Zocor's patent was set to expire on June 23, 2006. In December 2000, Ivax, then an independent company, was the first Paragraph
IV challenger for the 5 mg, 10 mg, 20 mg, and 40 mg doses, while Ranbaxy was the first to file a patent challenge for the
80 mg dose. Teva finished out of the running—for the moment.
The stakes were high. A patent worth $4.4 billion dollars in brand sales hung in the balance. Merck made a surprise move and
delisted the Zocor patents. It withdrew them from the Orange Book, apparently reasoning that if there was no patent, there
could be no patent challenge. Ivax countered with a Citizen's Petition to FDA, arguing that it deserved exclusivity for following
Hatch-Waxman protocol. Teva filed a petition too, arguing against exclusivity for its competitor. Eventually, Teva acquired
Ivax—and with it, the status of first filer. Then Teva withdrew its original petition advocating non-exclusivity.
FDA eventually ruled that no company could claim the market for itself. It looked like there would be multiple generic entrants
for Zocor, and the price would drop steeply. Undeterred, Teva sued FDA. And as the clock on the Zocor patent wound down, a
federal judge ruled in favor of Teva. In a last-ditch effort, Sandoz attempted to block Teva's exclusivity. Finally, just
one day before the patent on Merck's blockbuster expired, Teva won its case—and the right to be the sole purveyor of "simva"
for six months.
"They survived the delisting, got through the FDA obstacle and the court process favorably, and then they got through other
generic companies' protests," says Glass. "That's pretty good."
Authorized Generics: What, Me Worry?
Authorized generics have challenged the generic manufacturers' role as pricing aggressor.
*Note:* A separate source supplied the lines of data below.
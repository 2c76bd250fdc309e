//! Integration tests: registration lifecycle and adaptive wait timeout.

use std::time::Duration;

use mbevent::{Event, EventPost, EventTask, SuperloopQueue, TaskConfig};

use super::mock_components::{Journal, Probe};

const POLL: Duration = Duration::from_millis(1);
const IDLE: Duration = Duration::from_millis(5000);

// ── Register → poll → stop scenario ───────────────────────────

#[test]
fn register_then_stop_scenario() {
    let queue: SuperloopQueue<8> = SuperloopQueue::new();
    let journal = Journal::new();
    let mut task: EventTask<'_, _> = EventTask::new(&queue, TaskConfig::default()).unwrap();
    let a = task.attach(Probe::new("a", &journal)).unwrap();

    queue.post(Event::start_polling(a), false).unwrap();
    task.run().unwrap();
    assert_eq!(journal.polls_of("a"), 1, "polled in the registering pass");
    assert_eq!(task.wait_timeout(), POLL);

    // Pass without an incoming event.
    task.run().unwrap();
    assert_eq!(journal.polls_of("a"), 2);
    assert_eq!(task.wait_timeout(), POLL);

    queue.post(Event::stop_polling(a), false).unwrap();
    task.run().unwrap();
    assert_eq!(task.polling_count(), 0);
    assert_eq!(journal.polls_of("a"), 2, "not polled in the stopping pass");
    assert_eq!(task.wait_timeout(), IDLE);

    for _ in 0..5 {
        task.run().unwrap();
    }
    assert_eq!(journal.polls_of("a"), 2, "never polled again");
}

#[test]
fn one_poll_per_pass_while_registered() {
    let queue: SuperloopQueue<8> = SuperloopQueue::new();
    let journal = Journal::new();
    let mut task: EventTask<'_, _> = EventTask::new(&queue, TaskConfig::default()).unwrap();
    let a = task.attach(Probe::new("a", &journal)).unwrap();
    let b = task.attach(Probe::new("b", &journal)).unwrap();

    queue.post(Event::start_polling(a), false).unwrap();
    task.run().unwrap();
    queue.post(Event::start_polling(b), false).unwrap();
    for _ in 0..9 {
        task.run().unwrap();
    }

    assert_eq!(journal.polls_of("a"), 10);
    assert_eq!(journal.polls_of("b"), 9);
}

#[test]
fn timeout_follows_registry_size() {
    let queue: SuperloopQueue<8> = SuperloopQueue::new();
    let journal = Journal::new();
    let mut task: EventTask<'_, _> = EventTask::new(&queue, TaskConfig::default()).unwrap();
    let a = task.attach(Probe::new("a", &journal)).unwrap();
    let b = task.attach(Probe::new("b", &journal)).unwrap();

    let steps = [
        (Event::start_polling(a), POLL),
        (Event::start_polling(b), POLL),
        (Event::stop_polling(a), POLL),
        (Event::stop_polling(b), IDLE),
        (Event::stop_polling(b), IDLE),
    ];
    for (event, expected) in steps {
        queue.post(event, false).unwrap();
        task.run().unwrap();
        assert_eq!(task.wait_timeout(), expected, "after {:?}", event);
    }
}

#[test]
fn custom_timeouts_from_config() {
    let queue: SuperloopQueue<8> = SuperloopQueue::new();
    let journal = Journal::new();
    let config = TaskConfig::from_json(r#"{ "poll_interval_ms": 10, "idle_timeout_ms": 100 }"#)
        .unwrap();
    let mut task: EventTask<'_, _> = EventTask::new(&queue, config).unwrap();
    let a = task.attach(Probe::new("a", &journal)).unwrap();

    assert_eq!(task.wait_timeout(), Duration::from_millis(100));
    queue.post(Event::start_polling(a), false).unwrap();
    task.run().unwrap();
    assert_eq!(task.wait_timeout(), Duration::from_millis(10));
}

#[test]
fn reregistration_moves_to_back_of_poll_order() {
    let queue: SuperloopQueue<8> = SuperloopQueue::new();
    let journal = Journal::new();
    let mut task: EventTask<'_, _> = EventTask::new(&queue, TaskConfig::default()).unwrap();
    let a = task.attach(Probe::new("a", &journal)).unwrap();
    let b = task.attach(Probe::new("b", &journal)).unwrap();

    for ev in [
        Event::start_polling(a),
        Event::start_polling(b),
        Event::stop_polling(a),
        Event::start_polling(a),
    ] {
        queue.post(ev, false).unwrap();
        task.run().unwrap();
    }

    assert_eq!(task.pollers().collect::<Vec<_>>(), vec![b, a]);
}
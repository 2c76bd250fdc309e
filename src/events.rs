//! Event model shared by the event task, the OSAL queues and components.
//!
//! Events are produced by:
//! - Transport ISRs (byte received, frame complete)
//! - Components themselves (start/stop polling, PDU hand-over)
//! - Other threads that create or tear down components
//!
//! Events are consumed by [`EventTask`](crate::task::EventTask), one per
//! pass, in FIFO order.
//!
//! ```text
//! ┌─────────────┐     ┌──────────────┐     ┌──────────────┐
//! │ UART ISR    │────▶│              │     │              │
//! │ Components  │────▶│  Event Queue │────▶│  Event Task  │
//! │ Threads     │────▶│  (OSAL)      │     │  (consumer)  │
//! └─────────────┘     └──────────────┘     └──────────────┘
//! ```

use core::fmt;

/// First raw value available to component-defined identifiers.
pub const USER_ID_BASE: u8 = 16;

/// Event identifiers.
///
/// `StartPolling` and `StopPolling` are interpreted by the event task
/// itself.  Everything else is forwarded untouched to the addressed
/// component's [`process`](crate::component::Component::process).
#[derive(Debug, Clone, Copy, PartialEq, Eq, Hash)]
pub enum EventId {
    /// Start calling the component's poll handler on every pass.
    StartPolling,
    /// Stop calling the component's poll handler.
    StopPolling,
    /// Transport layer received a new protocol data unit.
    PduReceived,
    /// Transport layer finished transmitting a protocol data unit.
    PduTransmitted,
    /// Identifier defined by the receiving component.
    User(UserId),
}

/// Component-defined event identifier.  Always carries a raw value of at
/// least [`USER_ID_BASE`], so it can never alias a built-in identifier.
#[derive(Debug, Clone, Copy, PartialEq, Eq, Hash, PartialOrd, Ord)]
pub struct UserId(u8);

impl UserId {
    /// `None` for raw values below [`USER_ID_BASE`].
    pub const fn new(raw: u8) -> Option<Self> {
        if raw >= USER_ID_BASE {
            Some(Self(raw))
        } else {
            None
        }
    }

    pub const fn get(self) -> u8 {
        self.0
    }
}

impl EventId {
    /// Component-defined identifier for `raw`, or `None` if `raw` falls in
    /// the built-in or reserved range.
    pub const fn user(raw: u8) -> Option<Self> {
        match UserId::new(raw) {
            Some(id) => Some(Self::User(id)),
            None => None,
        }
    }

    /// Raw wire value of this identifier.
    pub const fn as_u8(self) -> u8 {
        match self {
            Self::StartPolling => 0,
            Self::StopPolling => 1,
            Self::PduReceived => 2,
            Self::PduTransmitted => 3,
            Self::User(id) => id.get(),
        }
    }

    /// Decode a raw value.  Values 4..=15 are reserved and yield `None`.
    pub const fn from_u8(raw: u8) -> Option<Self> {
        match raw {
            0 => Some(Self::StartPolling),
            1 => Some(Self::StopPolling),
            2 => Some(Self::PduReceived),
            3 => Some(Self::PduTransmitted),
            r => Self::user(r),
        }
    }

    /// `true` for the identifiers the event task consumes itself.
    pub const fn is_control(self) -> bool {
        matches!(self, Self::StartPolling | Self::StopPolling)
    }
}

/// Checked handle to a component attached to an event task.
///
/// The generation is bumped each time an arena slot is released, so a
/// handle that outlives its component never resolves to the component
/// that reuses the slot.
#[derive(Debug, Clone, Copy, PartialEq, Eq, Hash)]
pub struct ComponentId {
    index: u16,
    generation: u16,
}

impl ComponentId {
    pub(crate) const fn new(index: u16, generation: u16) -> Self {
        Self { index, generation }
    }

    pub(crate) const fn index(self) -> usize {
        self.index as usize
    }

    pub(crate) const fn generation(self) -> u16 {
        self.generation
    }
}

impl fmt::Display for ComponentId {
    fn fmt(&self, f: &mut fmt::Formatter<'_>) -> fmt::Result {
        write!(f, "#{}.{}", self.index, self.generation)
    }
}

/// A single event travelling through the OSAL queue.
#[derive(Debug, Clone, Copy, PartialEq, Eq)]
pub struct Event {
    pub id: EventId,
    /// Component the event is addressed to.  `None` never reaches a
    /// component; the task reports it as a consistency violation.
    pub context: Option<ComponentId>,
}

impl Event {
    pub const fn new(id: EventId, target: ComponentId) -> Self {
        Self {
            id,
            context: Some(target),
        }
    }

    pub const fn start_polling(target: ComponentId) -> Self {
        Self::new(EventId::StartPolling, target)
    }

    pub const fn stop_polling(target: ComponentId) -> Self {
        Self::new(EventId::StopPolling, target)
    }

    /// Event without a target.  Only useful for exercising the task's
    /// consistency checks.
    pub const fn unaddressed(id: EventId) -> Self {
        Self { id, context: None }
    }
}
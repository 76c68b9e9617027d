pub mod attributes;
pub mod config;
pub mod control;
pub mod dht20;
pub mod dispatch;
pub mod display;
pub mod hal;
pub mod lcd;
pub mod session;
pub mod state;
pub mod tasks;
pub mod telemetry;
pub mod topics;
pub mod types;

#[cfg(test)]
mod testing;

pub use config::RuntimeConfig;
pub use dispatch::{Dispatcher, Outbound};
pub use session::{CloudClient, CloudSession, Link, LinkError, SessionError};
pub use state::SharedState;
pub use tasks::{roster, TaskId, TaskSpec};
pub use topics::*;
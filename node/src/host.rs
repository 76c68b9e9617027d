use std::{
    convert::Infallible,
    io::ErrorKind,
    net::{Ipv4Addr, SocketAddr, UdpSocket},
    path::PathBuf,
    sync::{
        atomic::{AtomicBool, Ordering},
        Arc, Mutex, OnceLock,
    },
    thread,
    time::{Duration, Instant},
};

use anyhow::Context;
use rumqttc::{AsyncClient, Event, EventLoop, Incoming, MqttOptions, QoS};
use tokio::{sync::watch, time::MissedTickBehavior};
use tracing::{debug, info, warn};

use yolo_common::{
    config::{CloudConfig, NetworkConfig},
    control::{FanWorker, LightStripWorker, MotionWorker},
    display::{DigitBuffer, ShiftRegisterDisplay},
    hal::{
        format_mac, AnalogInput, CharacterDisplay, ClimateReading, ClimateSensor, HalError,
        LedPin, MotionSensor, NetworkDiagnostics, PixelStrip, PwmOutput, Rgb,
    },
    lcd::LcdWorker,
    session::{LinkSupervisor, SessionCheck, SessionSupervisor},
    telemetry::{AttributeReporter, ChangeReporter, TelemetryWorker},
    roster, CloudClient, CloudSession, Dispatcher, Link, LinkError, RuntimeConfig, SessionError,
    SharedState, TaskId, TaskSpec,
};

const MQTT_CHANNEL_CAPACITY: usize = 64;
const MQTT_KEEP_ALIVE: Duration = Duration::from_secs(15);
const MQTT_CONNECT_TIMEOUT: Duration = Duration::from_secs(10);
const MQTT_CONNECT_POLL: Duration = Duration::from_millis(20);
const RENDER_FRAME_PAUSE: Duration = Duration::from_millis(1);

struct HostStore {
    runtime_path: PathBuf,
}

/// rumqttc session. Every `connect` builds a fresh client/event loop pair;
/// the pump polls the event loop until its generation is superseded or the
/// connection fails.
struct MqttSession {
    client: Mutex<Option<AsyncClient>>,
    eventloop: Mutex<Option<(u64, EventLoop)>>,
    generation: watch::Sender<u64>,
    connected: AtomicBool,
    lost: Mutex<Option<(u64, String)>>,
}

pub async fn run() -> anyhow::Result<()> {
    tracing_subscriber::fmt()
        .with_env_filter(tracing_subscriber::EnvFilter::from_default_env())
        .init();

    let store = HostStore::new();
    let mut runtime = store.load_runtime_config().await.unwrap_or_else(|err| {
        warn!("failed to load runtime config from store: {err:#}");
        RuntimeConfig::default()
    });
    runtime.apply_overrides(|key| std::env::var(key).ok());
    runtime.sanitize();

    let state = Arc::new(SharedState::new());
    let led = Arc::new(SimLed::default());
    let link = Arc::new(HostLink::new(&runtime.network));
    let cloud = Arc::new(CloudClient::new(MqttSession::new()));
    let dispatcher = Arc::new(Dispatcher::new(
        state.clone(),
        led.clone(),
        runtime.cloud.max_message_size,
    ));
    let digits = Arc::new(DigitBuffer::new());

    for spec in roster(&runtime.tasks) {
        debug!("starting task {}", spec.name());
        match spec.id {
            TaskId::LinkCheck => {
                let mut supervisor = LinkSupervisor::new(link.clone(), runtime.network.clone());
                let timings = runtime.tasks.clone();
                tokio::spawn(async move {
                    loop {
                        let check = tokio::task::block_in_place(|| supervisor.check());
                        let delay = check.next_delay_ms(&timings);
                        tokio::time::sleep(Duration::from_millis(delay)).await;
                    }
                });
            }
            TaskId::SessionCheck => {
                let mut supervisor = SessionSupervisor::new(
                    cloud.clone(),
                    link.clone(),
                    runtime.cloud.clone(),
                    &runtime.session,
                );
                let mut interval = interval_for(&spec);
                tokio::spawn(async move {
                    loop {
                        interval.tick().await;
                        let check =
                            tokio::task::block_in_place(|| supervisor.check(monotonic_ms()));
                        if let SessionCheck::Abandoned { step } = check {
                            warn!("session worker stopped after {step:?} failed");
                            break;
                        }
                    }
                });
            }
            TaskId::Telemetry => {
                let mut worker = TelemetryWorker::new(
                    state.clone(),
                    cloud.clone(),
                    SimClimate::default(),
                    SimLight::default(),
                );
                spawn_periodic(&spec, move || {
                    worker.tick();
                });
            }
            TaskId::Attributes => {
                let reporter = AttributeReporter::new(cloud.clone(), link.clone());
                spawn_periodic(&spec, move || {
                    reporter.tick();
                });
            }
            TaskId::AttributeChanges => {
                let reporter = ChangeReporter::new(state.clone(), cloud.clone());
                spawn_periodic(&spec, move || {
                    reporter.tick();
                });
            }
            TaskId::SessionPump => {
                spawn_session_pump(&spec, cloud.clone(), dispatcher.clone());
            }
            TaskId::LightControl => {
                let strip = SimStrip::new(runtime.control.strip_pixels);
                let mut worker = LightStripWorker::new(state.clone(), strip, &runtime.control);
                spawn_periodic(&spec, move || {
                    worker.tick();
                });
            }
            TaskId::FanControl => {
                let mut worker =
                    FanWorker::new(state.clone(), SimFan::default(), &runtime.control);
                spawn_periodic(&spec, move || {
                    worker.tick();
                });
            }
            TaskId::Motion => {
                let mut worker =
                    MotionWorker::new(state.clone(), SimMotion::default(), led.clone());
                spawn_periodic(&spec, move || {
                    worker.tick();
                });
            }
            TaskId::Lcd => {
                let mut worker =
                    LcdWorker::new(state.clone(), SimLcd::default(), runtime.lcd.banner.clone());
                spawn_periodic(&spec, move || worker.tick());
            }
            TaskId::DisplayCounter => {
                let digits = digits.clone();
                spawn_periodic(&spec, move || digits.tick());
            }
            TaskId::DisplayRender => {
                spawn_render_thread(&spec, digits.clone())?;
            }
        }
    }

    info!(
        "node started, reporting to {}:{}",
        runtime.cloud.server, runtime.cloud.port
    );

    tokio::signal::ctrl_c()
        .await
        .context("failed to listen for shutdown signal")?;
    info!("shutting down");
    Ok(())
}

fn interval_for(spec: &TaskSpec) -> tokio::time::Interval {
    let period = spec.period.unwrap_or(RENDER_FRAME_PAUSE);
    let mut interval = tokio::time::interval(period);
    interval.set_missed_tick_behavior(MissedTickBehavior::Delay);
    interval
}

fn spawn_periodic(spec: &TaskSpec, mut tick: impl FnMut() + Send + 'static) {
    let mut interval = interval_for(spec);
    tokio::spawn(async move {
        loop {
            interval.tick().await;
            tick();
        }
    });
}

fn spawn_session_pump(
    spec: &TaskSpec,
    cloud: Arc<CloudClient<MqttSession>>,
    dispatcher: Arc<Dispatcher>,
) {
    let period = spec.period.unwrap_or(RENDER_FRAME_PAUSE);
    tokio::spawn(async move {
        let mut generations = cloud.session().watch_generation();
        loop {
            let Some((generation, mut eventloop)) = cloud.session().take_eventloop() else {
                tokio::time::sleep(period).await;
                continue;
            };

            while cloud.session().is_current(generation) {
                tokio::select! {
                    event = eventloop.poll() => match event {
                        Ok(Event::Incoming(Incoming::ConnAck(_))) => {
                            info!("mqtt connected");
                            cloud.session().mark_connected(generation);
                        }
                        Ok(Event::Incoming(Incoming::Publish(message))) => {
                            let reply = dispatcher.handle_inbound(&message.topic, &message.payload);
                            if let Some(reply) = reply {
                                if let Err(err) = cloud.publish_raw(&reply.topic, reply.payload) {
                                    warn!("rpc reply failed: {err}");
                                }
                            }
                        }
                        Ok(_) => {}
                        Err(err) => {
                            warn!("mqtt connection lost: {err}");
                            cloud.session().mark_lost(generation, err.to_string());
                            break;
                        }
                    },
                    changed = generations.changed() => {
                        if changed.is_err() {
                            return;
                        }
                    }
                }
            }
        }
    });
}

fn spawn_render_thread(spec: &TaskSpec, digits: Arc<DigitBuffer>) -> anyhow::Result<()> {
    let pause = spec.period.unwrap_or(RENDER_FRAME_PAUSE);
    thread::Builder::new()
        .name(spec.name().to_string())
        .stack_size(spec.stack_size())
        .spawn(move || {
            let mut display = ShiftRegisterDisplay::new(SimPin, SimPin, SimPin);
            loop {
                if let Err(err) = display.render(digits.snapshot()) {
                    warn!("{err}");
                }
                thread::sleep(pause);
            }
        })
        .context("failed to spawn display render thread")?;
    Ok(())
}

impl HostStore {
    fn new() -> Self {
        let data_dir = std::env::var("NODE_DATA_DIR")
            .map(PathBuf::from)
            .unwrap_or_else(|_| PathBuf::from("./.yolo-node"));

        Self {
            runtime_path: data_dir.join("runtime.json"),
        }
    }

    async fn load_runtime_config(&self) -> anyhow::Result<RuntimeConfig> {
        match tokio::fs::read(&self.runtime_path).await {
            Ok(raw) => serde_json::from_slice::<RuntimeConfig>(&raw).with_context(|| {
                format!("invalid runtime config at {}", self.runtime_path.display())
            }),
            Err(err) if err.kind() == ErrorKind::NotFound => Ok(RuntimeConfig::default()),
            Err(err) => Err(err.into()),
        }
    }
}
Innovative companies create new drugs. When patents expire—or
are invalidated—generic companies take over. "This is the cycle," says Makov. "We see it as very natural. But they want to
extend the protection. The truth of the story is that it's not rivalry from our side; it's rivalry from their side. Every
time we go to the market, they try to stop us with a huge fight."
Makov fought back against Pfizer, which released an authorized generic version of its epilepsy drug, Neurontin (gabapentin).
But in Teva v. Crawford, the District Court of Appeals of the District of Columbia ruled against Teva in 2005, stating that Hatch-Waxman did not
prevent a patent owner from reselling its own product at a cheaper price.
Most Teva execs will tell you that authorized generics violate the spirit of Hatch Waxman. They are unfair, unjust, and in
the long run, bad for consumers. Branded companies argue just the opposite: More competition, specifically during the six
months of market exclusivity, helps drive down prices. However, one thing is certain: Branded companies will try to stem their
revenue losses with authorized generics and a variety of other tactics. "The branded industry is going to fight tooth and
nail to minimize the impact of generics, be that through authorized generic deals, building up their own in-house generics
division, or lowering the price of their branded drug to combat the generic," says Wood Mackenzie's Milton.
Merck's pricing strategy for Zocor provides a good example. As Teva began its six months of marketing exclusivity for generic
simvastatin, Dr Reddy's began selling an authorized generic. Then, in a move that surprised most of the industry, Merck offered
rebates to selected insurers, drastically cutting the price of its own drug.
"Typically, when a generic becomes available, the brand's rebates and contracts tend to go away," says Tim Heady, CEO of UnitedHealth
Pharmaceutical Solutions, who was one of the architects of the deal. UnitedHealth offered to keep Zocor in the second tier
and put the generic in the third tier, if Merck was willing to continue its rebate program. "But then we [agreed] that we
would be willing to put them in the first tier if they increased the rebate," says Heady.